The report suggests that children in foster are often subjected to parental abuse, poverty, and other important factors that may hinder their correct development. It is known that foster kids have trouble performing well in school and finding jobs, with an increased likelihood of using drugs and alcohol at an early age.
Kristin Turney and Christopher Wildeman, sociologists from the University of California, Irvine, reviewed 95,677 children aged 0 to 17. Each child was assessed, and then the adults of its household were interviewed. Nine times out of 10 the mother or father served as the representative. Because the analysis was so extensive, only half of the surveys were completed, to which researchers accommodated the results according to the questions that were not answered.
The kids were classified by several parameters. First, they were to be labeled according to their level of health and their activity limitations, whether the restrictions stem from health or social issues. The parents were also asked if the child had documented learning disability, ADHD, anxiety, ADD, behavior problems, developmental delay, hearing problems, speech problems, or obesity.
Then the parent or tutor had to answer if the child was in foster care and if they were the authorized instructor of the child. The relation of the representative to the child was also noted, where many cases made themselves present. Sometimes the child was under the care of a single mother, a single father, their grandparents, married step-fathers, or other types of relatives.
The economic variables were also taken into account. Researchers noted the age, gender, and birth weight of the child, and measured its overall household characteristics. They analyzed if the representative was employed, its level of education, if it received welfare if the family can be classified as poor, if the house was owned by the parent, and so on.
The data was measured on tables and then submitted to mathematical models, trying to assess the child’s health against the variables found in foster care households.
Foster kids have a worse health condition overall
The most common ailment suffered by foster children is obesity, which was present in 15.8 percent of the children surveyed.

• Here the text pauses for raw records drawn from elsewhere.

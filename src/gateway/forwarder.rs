//! HTTP request forwarding to resolved backends

use axum::{
    body::{to_bytes, Body},
    extract::Request,
    http::{
        header::{self, HeaderMap, HeaderName, HeaderValue},
        Method, StatusCode,
    },
    response::Response,
};
use http_body_util::LengthLimitError;
use reqwest::{redirect, Client};
use tracing::{debug, warn};

use crate::config::ForwardConfig;
use crate::error::{AppError, Result};

/// Path prefix under which proxied services are mounted
pub const PROXY_PREFIX: &str = "/api/";

/// Marker header added to every forwarded request
pub const FORWARDED_BY_HEADER: &str = "x-forwarded-by";
pub const FORWARDED_BY_VALUE: &str = "service-gateway";

/// Relays requests to a backend and relays the response back unchanged.
///
/// Bodies travel as raw bytes in both directions; redirects are returned to the
/// caller rather than followed.
pub struct Forwarder {
    client: Client,
    max_body_bytes: usize,
}

impl Forwarder {
    /// Create a new forwarder from configuration
    pub fn new(config: &ForwardConfig) -> Result<Self> {
        let client = Client::builder()
            .timeout(config.timeout())
            .redirect(redirect::Policy::none())
            .build()
            .map_err(|e| AppError::Internal(format!("Failed to create HTTP client: {}", e)))?;

        Ok(Self {
            client,
            max_body_bytes: config.max_body_bytes,
        })
    }

    /// Forward `request` (addressed to `/api/<service_name>/...`) to `target_base_url`
    pub async fn forward(
        &self,
        request: Request,
        service_name: &str,
        target_base_url: &str,
    ) -> Result<Response> {
        let (parts, body) = request.into_parts();

        let path_and_query = parts
            .uri
            .path_and_query()
            .map(|pq| pq.as_str())
            .unwrap_or("/");
        let target = rewrite_target(target_base_url, service_name, path_and_query);

        if let Some(length) = content_length(&parts.headers) {
            if length > self.max_body_bytes {
                return Err(AppError::PayloadTooLarge(self.max_body_bytes));
            }
        }

        let body = to_bytes(body, self.max_body_bytes).await.map_err(|e| {
            let inner = e.into_inner();
            if inner.is::<LengthLimitError>() {
                AppError::PayloadTooLarge(self.max_body_bytes)
            } else {
                AppError::InvalidRequest(format!("Failed to read request body: {}", inner))
            }
        })?;

        let headers = outbound_headers(&parts.headers);
        let is_head = parts.method == Method::HEAD;

        debug!(
            service = %service_name,
            method = %parts.method,
            target = %target,
            body_bytes = body.len(),
            "Forwarding request"
        );

        let response = self
            .client
            .request(parts.method, &target)
            .headers(headers)
            .body(body)
            .send()
            .await
            .map_err(|e| {
                warn!(service = %service_name, target = %target, error = %e, "Forward failed");
                AppError::ForwardError(describe(&e, &target))
            })?;

        let status = response.status();
        let response_headers = relayed_headers(response.headers(), is_head || !has_body(status));

        let bytes = response.bytes().await.map_err(|e| {
            warn!(service = %service_name, target = %target, error = %e, "Reading backend response failed");
            AppError::ForwardError(describe(&e, &target))
        })?;

        debug!(
            service = %service_name,
            status = status.as_u16(),
            body_bytes = bytes.len(),
            "Backend responded"
        );

        Ok(build_response(status, response_headers, Body::from(bytes)))
    }
}

/// Extract the service name from a `/api/<service>/...` path
pub fn split_service_path(path: &str) -> Option<&str> {
    let rest = path.strip_prefix(PROXY_PREFIX)?;
    let service = rest.split('/').next().unwrap_or_default();
    if service.is_empty() {
        None
    } else {
        Some(service)
    }
}

/// Strip `/api/<service>` from `path_and_query` and append the remainder to `base_url`.
///
/// `/api/files/abc123?x=1` against `http://localhost:4000` yields
/// `http://localhost:4000/abc123?x=1`.
pub fn rewrite_target(base_url: &str, service_name: &str, path_and_query: &str) -> String {
    let prefix = format!("{}{}", PROXY_PREFIX, service_name);
    let rest = path_and_query
        .strip_prefix(prefix.as_str())
        .unwrap_or(path_and_query);

    let base = base_url.trim_end_matches('/');
    if rest.starts_with('/') {
        format!("{}{}", base, rest)
    } else {
        format!("{}/{}", base, rest)
    }
}

/// Check if header is hop-by-hop (should not be forwarded)
fn is_hop_by_hop_header(name: &HeaderName) -> bool {
    matches!(
        name.as_str(),
        "connection"
            | "keep-alive"
            | "proxy-authenticate"
            | "proxy-authorization"
            | "proxy-connection"
            | "te"
            | "trailer"
            | "transfer-encoding"
            | "upgrade"
    )
}

/// Header names listed in the `Connection` header are hop-by-hop too
fn connection_listed(headers: &HeaderMap) -> Vec<String> {
    headers
        .get_all(header::CONNECTION)
        .iter()
        .filter_map(|v| v.to_str().ok())
        .flat_map(|v| v.split(','))
        .map(|name| name.trim().to_ascii_lowercase())
        .filter(|name| !name.is_empty())
        .collect()
}

fn filtered(headers: &HeaderMap, extra: &[HeaderName]) -> HeaderMap {
    let listed = connection_listed(headers);
    let mut out = HeaderMap::with_capacity(headers.len());

    for (name, value) in headers {
        if is_hop_by_hop_header(name)
            || extra.contains(name)
            || listed.iter().any(|l| l == name.as_str())
        {
            continue;
        }
        out.append(name.clone(), value.clone());
    }

    out
}

/// Inbound headers minus connection/host specifics, plus the gateway marker
fn outbound_headers(inbound: &HeaderMap) -> HeaderMap {
    let mut headers = filtered(inbound, &[header::HOST, header::CONTENT_LENGTH]);

    if let Some(host) = inbound.get(header::HOST) {
        headers.insert(HeaderName::from_static("x-forwarded-host"), host.clone());
    }
    headers.insert(
        HeaderName::from_static(FORWARDED_BY_HEADER),
        HeaderValue::from_static(FORWARDED_BY_VALUE),
    );

    headers
}

/// Backend response headers to hand back to the caller.
///
/// Content-Length is recomputed from the buffered body, except for responses
/// that carry none (HEAD, 204, 304) where the backend's value is the only one.
fn relayed_headers(backend: &HeaderMap, keep_length: bool) -> HeaderMap {
    if keep_length {
        filtered(backend, &[])
    } else {
        filtered(backend, &[header::CONTENT_LENGTH])
    }
}

fn has_body(status: StatusCode) -> bool {
    !(status.is_informational()
        || status == StatusCode::NO_CONTENT
        || status == StatusCode::NOT_MODIFIED)
}

fn content_length(headers: &HeaderMap) -> Option<usize> {
    headers
        .get(header::CONTENT_LENGTH)?
        .to_str()
        .ok()?
        .parse()
        .ok()
}

fn build_response(status: StatusCode, headers: HeaderMap, body: Body) -> Response {
    let mut response = Response::new(body);
    *response.status_mut() = status;
    *response.headers_mut() = headers;
    response
}

fn describe(error: &reqwest::Error, target: &str) -> String {
    if error.is_timeout() {
        format!("Timed out waiting for {}", target)
    } else if error.is_connect() {
        format!("Connection failed to {}", target)
    } else {
        format!("Error communicating with {}: {}", target, error)
    }
}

Other common health conditions were asthma and learning disability, which was found in 8.8 and 7.9 of the surveyed children respectively.
Children in foster care were noted to be twice as likely to have learning disabilities, showing a 14.7 percent over a 7.6 percent for children not placed in foster care.
Behavioral problems, one of the most concerning and expected conditions, were present in 17.5 percent of children placed in foster care, compared to 2.9 percent for those who were not submitted to foster care. This is also true for depression, showing a 14.2 percent versus 2.0 percent.
In essence, children placed in foster care are more likely to have adverse health conditions compared to children in regular households. They are three times more likely to suffer from a learning disability, ADD, and hearing problems, twice as likely to suffer from asthma, and at least seven times as likely to suffer from depression.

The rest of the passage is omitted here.